◆ **PROBLEM TO WORK ON**
Your answer should be the lines below from the one with "EmbeddingEntry::new(t, offset, is_reverse)" to the one with "toward offset 0;", both included, given again exactly and with nothing added.

##########

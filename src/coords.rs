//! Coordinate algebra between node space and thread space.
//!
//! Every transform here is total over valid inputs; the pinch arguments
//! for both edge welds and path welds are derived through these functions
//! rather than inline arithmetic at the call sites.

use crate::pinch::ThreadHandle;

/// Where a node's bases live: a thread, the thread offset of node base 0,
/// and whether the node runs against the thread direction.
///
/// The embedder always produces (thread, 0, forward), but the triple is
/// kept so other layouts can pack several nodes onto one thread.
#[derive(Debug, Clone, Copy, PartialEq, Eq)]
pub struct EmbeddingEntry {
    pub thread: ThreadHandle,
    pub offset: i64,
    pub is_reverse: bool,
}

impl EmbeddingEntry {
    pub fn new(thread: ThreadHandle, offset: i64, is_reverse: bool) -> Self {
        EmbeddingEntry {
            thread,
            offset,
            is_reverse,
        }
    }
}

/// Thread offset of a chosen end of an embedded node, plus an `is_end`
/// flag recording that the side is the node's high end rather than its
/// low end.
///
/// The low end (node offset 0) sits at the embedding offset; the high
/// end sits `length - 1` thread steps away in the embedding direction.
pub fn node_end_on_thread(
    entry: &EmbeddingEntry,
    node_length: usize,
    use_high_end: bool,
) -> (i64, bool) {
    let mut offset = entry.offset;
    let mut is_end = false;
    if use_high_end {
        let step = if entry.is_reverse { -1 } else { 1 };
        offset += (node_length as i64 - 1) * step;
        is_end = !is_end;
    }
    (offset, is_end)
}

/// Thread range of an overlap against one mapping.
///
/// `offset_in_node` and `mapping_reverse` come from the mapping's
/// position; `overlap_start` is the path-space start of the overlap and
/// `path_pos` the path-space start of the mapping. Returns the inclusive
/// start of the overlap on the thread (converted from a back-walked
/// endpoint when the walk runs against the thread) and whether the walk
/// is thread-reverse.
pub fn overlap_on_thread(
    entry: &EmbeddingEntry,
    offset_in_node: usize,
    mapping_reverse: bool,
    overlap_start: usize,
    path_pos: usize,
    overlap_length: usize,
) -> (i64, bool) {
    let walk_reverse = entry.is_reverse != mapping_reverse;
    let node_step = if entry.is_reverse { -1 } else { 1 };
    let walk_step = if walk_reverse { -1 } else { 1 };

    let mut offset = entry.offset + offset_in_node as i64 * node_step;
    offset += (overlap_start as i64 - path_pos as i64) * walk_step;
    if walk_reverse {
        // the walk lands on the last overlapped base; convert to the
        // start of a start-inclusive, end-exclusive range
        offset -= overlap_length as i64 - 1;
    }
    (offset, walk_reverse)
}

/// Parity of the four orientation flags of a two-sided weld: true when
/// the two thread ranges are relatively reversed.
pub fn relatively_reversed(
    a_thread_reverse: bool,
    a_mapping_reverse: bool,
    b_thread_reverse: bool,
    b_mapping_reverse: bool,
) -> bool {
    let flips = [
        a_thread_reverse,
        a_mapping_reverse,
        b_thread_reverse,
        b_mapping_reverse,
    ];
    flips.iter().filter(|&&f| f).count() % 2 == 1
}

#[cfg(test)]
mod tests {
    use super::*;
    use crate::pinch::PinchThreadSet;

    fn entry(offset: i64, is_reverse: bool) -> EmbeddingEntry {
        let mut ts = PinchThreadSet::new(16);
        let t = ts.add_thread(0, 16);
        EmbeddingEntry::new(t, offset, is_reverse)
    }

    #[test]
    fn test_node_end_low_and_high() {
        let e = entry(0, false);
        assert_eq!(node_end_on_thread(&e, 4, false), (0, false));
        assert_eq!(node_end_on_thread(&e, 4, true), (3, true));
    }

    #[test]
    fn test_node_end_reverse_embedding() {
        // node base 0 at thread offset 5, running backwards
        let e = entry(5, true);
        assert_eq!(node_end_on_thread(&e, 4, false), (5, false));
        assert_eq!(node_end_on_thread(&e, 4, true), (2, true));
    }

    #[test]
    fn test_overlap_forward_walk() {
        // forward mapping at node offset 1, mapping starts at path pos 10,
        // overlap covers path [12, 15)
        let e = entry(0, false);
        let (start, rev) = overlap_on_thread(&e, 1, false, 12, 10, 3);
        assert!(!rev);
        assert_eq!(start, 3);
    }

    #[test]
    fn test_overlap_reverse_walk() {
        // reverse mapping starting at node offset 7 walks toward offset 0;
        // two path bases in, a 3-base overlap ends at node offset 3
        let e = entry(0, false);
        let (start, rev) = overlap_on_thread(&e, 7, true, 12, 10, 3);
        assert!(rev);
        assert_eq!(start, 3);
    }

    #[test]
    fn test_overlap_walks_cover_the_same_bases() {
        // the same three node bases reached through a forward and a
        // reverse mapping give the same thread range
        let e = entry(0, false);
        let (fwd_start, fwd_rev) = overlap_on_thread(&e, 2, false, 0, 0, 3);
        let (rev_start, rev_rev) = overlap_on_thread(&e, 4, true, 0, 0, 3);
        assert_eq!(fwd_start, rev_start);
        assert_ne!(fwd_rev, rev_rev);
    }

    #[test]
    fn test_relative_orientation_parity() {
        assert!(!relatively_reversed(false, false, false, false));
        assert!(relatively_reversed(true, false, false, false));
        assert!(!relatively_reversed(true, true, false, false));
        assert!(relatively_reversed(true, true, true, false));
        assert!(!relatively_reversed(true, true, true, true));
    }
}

##########

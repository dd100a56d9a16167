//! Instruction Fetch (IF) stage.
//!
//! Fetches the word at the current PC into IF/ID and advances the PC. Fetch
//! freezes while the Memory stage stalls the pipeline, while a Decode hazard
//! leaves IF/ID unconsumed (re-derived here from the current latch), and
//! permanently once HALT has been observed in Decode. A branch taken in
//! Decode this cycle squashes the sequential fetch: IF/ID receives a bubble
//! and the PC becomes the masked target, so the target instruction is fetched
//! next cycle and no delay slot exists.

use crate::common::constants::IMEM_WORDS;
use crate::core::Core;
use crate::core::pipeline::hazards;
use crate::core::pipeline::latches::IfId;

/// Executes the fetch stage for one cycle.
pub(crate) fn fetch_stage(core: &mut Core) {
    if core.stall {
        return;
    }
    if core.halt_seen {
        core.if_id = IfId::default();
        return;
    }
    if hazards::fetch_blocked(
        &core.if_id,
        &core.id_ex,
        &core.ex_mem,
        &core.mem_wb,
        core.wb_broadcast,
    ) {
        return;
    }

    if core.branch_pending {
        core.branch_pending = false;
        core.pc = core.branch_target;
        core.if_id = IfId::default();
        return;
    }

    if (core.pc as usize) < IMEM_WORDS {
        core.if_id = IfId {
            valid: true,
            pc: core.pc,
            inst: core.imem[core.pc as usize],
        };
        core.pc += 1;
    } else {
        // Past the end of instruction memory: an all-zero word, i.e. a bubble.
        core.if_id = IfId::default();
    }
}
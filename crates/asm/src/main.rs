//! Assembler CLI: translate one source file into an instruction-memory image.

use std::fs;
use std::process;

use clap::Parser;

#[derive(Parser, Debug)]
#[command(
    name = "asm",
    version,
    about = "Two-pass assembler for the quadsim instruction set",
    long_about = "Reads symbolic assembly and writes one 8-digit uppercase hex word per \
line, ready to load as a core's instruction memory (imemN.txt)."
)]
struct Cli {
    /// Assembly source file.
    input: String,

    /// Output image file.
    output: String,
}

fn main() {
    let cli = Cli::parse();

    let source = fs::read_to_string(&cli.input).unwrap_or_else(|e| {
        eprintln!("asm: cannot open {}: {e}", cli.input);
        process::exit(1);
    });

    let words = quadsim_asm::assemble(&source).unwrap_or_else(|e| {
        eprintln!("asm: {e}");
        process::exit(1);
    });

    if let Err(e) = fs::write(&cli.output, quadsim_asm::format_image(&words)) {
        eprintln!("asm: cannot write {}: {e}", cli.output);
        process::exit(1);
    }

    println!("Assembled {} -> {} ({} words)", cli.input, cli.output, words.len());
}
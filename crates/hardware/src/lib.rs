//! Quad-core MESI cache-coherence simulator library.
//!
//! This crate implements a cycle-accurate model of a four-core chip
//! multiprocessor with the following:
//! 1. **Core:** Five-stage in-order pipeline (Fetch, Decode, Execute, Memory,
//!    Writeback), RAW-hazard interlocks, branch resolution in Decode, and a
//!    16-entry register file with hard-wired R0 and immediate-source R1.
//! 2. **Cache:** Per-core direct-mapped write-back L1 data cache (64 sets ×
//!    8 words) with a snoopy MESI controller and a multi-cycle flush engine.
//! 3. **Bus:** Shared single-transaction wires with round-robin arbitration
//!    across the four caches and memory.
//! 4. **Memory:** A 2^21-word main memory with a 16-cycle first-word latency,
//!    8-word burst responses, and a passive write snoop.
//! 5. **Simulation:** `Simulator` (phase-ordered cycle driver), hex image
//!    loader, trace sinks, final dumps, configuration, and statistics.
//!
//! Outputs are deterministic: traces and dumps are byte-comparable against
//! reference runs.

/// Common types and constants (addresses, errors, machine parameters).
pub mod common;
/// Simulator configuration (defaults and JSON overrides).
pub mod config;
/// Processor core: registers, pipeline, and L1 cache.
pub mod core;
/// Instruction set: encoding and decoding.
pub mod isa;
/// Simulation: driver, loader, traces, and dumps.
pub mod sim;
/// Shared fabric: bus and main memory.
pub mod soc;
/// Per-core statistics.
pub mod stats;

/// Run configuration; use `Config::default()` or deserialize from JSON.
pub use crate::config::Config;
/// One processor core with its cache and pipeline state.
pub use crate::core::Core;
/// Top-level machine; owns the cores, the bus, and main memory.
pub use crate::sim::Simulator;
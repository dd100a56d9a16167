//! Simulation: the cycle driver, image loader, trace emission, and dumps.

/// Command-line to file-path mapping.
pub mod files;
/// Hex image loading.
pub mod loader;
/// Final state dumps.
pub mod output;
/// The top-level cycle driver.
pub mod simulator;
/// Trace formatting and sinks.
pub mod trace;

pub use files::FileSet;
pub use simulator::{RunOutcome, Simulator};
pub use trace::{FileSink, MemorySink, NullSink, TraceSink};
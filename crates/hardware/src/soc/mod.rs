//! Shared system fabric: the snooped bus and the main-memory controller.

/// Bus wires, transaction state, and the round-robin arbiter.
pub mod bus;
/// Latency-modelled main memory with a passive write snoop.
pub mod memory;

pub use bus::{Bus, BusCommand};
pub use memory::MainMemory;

##########

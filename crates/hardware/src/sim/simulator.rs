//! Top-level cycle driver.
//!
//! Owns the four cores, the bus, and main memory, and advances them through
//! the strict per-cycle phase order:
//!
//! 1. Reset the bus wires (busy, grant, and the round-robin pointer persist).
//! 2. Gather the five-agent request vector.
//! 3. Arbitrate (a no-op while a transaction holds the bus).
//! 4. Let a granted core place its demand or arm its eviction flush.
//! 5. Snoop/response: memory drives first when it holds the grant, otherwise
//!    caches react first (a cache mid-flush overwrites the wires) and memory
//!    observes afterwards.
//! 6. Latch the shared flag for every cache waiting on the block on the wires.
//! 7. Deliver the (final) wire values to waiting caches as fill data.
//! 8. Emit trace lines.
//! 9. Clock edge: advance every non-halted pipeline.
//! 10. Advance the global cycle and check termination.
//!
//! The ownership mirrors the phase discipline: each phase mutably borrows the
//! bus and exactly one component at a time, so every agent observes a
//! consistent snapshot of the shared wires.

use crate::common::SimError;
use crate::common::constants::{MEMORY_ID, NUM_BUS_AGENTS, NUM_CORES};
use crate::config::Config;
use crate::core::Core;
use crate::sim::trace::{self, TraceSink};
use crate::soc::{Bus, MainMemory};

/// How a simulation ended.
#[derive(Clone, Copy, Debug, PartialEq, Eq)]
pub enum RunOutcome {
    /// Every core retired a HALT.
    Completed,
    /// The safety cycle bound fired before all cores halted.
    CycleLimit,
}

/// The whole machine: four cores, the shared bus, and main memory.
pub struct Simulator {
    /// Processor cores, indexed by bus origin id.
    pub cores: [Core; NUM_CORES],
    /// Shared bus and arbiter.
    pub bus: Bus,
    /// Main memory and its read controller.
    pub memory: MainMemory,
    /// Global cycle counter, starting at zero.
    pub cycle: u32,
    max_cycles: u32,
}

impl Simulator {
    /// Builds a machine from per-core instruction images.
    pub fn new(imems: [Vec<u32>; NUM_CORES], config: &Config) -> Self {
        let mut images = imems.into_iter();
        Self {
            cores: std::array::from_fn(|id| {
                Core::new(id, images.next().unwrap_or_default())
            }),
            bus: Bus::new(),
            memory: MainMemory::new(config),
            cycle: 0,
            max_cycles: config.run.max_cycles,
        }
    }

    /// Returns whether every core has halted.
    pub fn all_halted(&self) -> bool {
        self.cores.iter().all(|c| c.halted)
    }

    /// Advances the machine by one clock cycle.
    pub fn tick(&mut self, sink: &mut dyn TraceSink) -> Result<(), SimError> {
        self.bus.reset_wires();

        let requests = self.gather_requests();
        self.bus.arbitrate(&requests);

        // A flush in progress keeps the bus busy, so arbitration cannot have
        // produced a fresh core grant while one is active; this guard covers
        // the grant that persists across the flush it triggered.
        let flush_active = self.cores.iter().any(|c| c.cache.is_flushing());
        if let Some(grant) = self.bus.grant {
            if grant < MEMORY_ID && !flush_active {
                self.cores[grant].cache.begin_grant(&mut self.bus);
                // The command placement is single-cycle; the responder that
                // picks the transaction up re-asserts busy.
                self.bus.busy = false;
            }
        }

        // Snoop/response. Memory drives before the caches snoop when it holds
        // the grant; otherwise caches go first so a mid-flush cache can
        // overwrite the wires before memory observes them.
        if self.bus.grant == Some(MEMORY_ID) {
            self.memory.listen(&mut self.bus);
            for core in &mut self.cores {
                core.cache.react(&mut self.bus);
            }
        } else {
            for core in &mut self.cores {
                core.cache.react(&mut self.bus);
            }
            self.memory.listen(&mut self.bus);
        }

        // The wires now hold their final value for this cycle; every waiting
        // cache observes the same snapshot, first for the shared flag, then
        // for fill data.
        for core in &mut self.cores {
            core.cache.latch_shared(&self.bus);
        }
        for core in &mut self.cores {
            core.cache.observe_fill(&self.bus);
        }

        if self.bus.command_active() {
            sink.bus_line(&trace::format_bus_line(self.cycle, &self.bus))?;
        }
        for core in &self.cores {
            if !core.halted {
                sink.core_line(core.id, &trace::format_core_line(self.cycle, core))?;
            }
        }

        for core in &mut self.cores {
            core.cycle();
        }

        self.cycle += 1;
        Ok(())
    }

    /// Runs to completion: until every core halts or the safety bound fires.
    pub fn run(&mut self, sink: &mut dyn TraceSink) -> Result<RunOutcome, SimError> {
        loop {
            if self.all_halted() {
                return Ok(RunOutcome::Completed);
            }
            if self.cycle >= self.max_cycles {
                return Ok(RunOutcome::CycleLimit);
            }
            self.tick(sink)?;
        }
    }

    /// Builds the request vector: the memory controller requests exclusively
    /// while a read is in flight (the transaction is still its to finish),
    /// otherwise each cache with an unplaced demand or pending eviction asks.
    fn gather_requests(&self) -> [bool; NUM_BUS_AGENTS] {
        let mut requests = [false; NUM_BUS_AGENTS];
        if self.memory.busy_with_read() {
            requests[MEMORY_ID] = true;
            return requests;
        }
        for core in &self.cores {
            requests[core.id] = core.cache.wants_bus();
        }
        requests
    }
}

##########

◆ **WRITTEN RESPONSE**
        EmbeddingEntry::new(t, offset, is_reverse)
    }

    #[test]
    fn test_node_end_low_and_high() {
        let e = entry(0, false);
        assert_eq!(node_end_on_thread(&e, 4, false), (0, false));
        assert_eq!(node_end_on_thread(&e, 4, true), (3, true));
    }

    #[test]
    fn test_node_end_reverse_embedding() {
        // node base 0 at thread offset 5, running backwards
        let e = entry(5, true);
        assert_eq!(node_end_on_thread(&e, 4, false), (5, false));
        assert_eq!(node_end_on_thread(&e, 4, true), (2, true));
    }

    #[test]
    fn test_overlap_forward_walk() {
        // forward mapping at node offset 1, mapping starts at path pos 10,
        // overlap covers path [12, 15)
        let e = entry(0, false);
        let (start, rev) = overlap_on_thread(&e, 1, false, 12, 10, 3);
        assert!(!rev);
        assert_eq!(start, 3);
    }

    #[test]
    fn test_overlap_reverse_walk() {
        // reverse mapping starting at node offset 7 walks toward offset 0;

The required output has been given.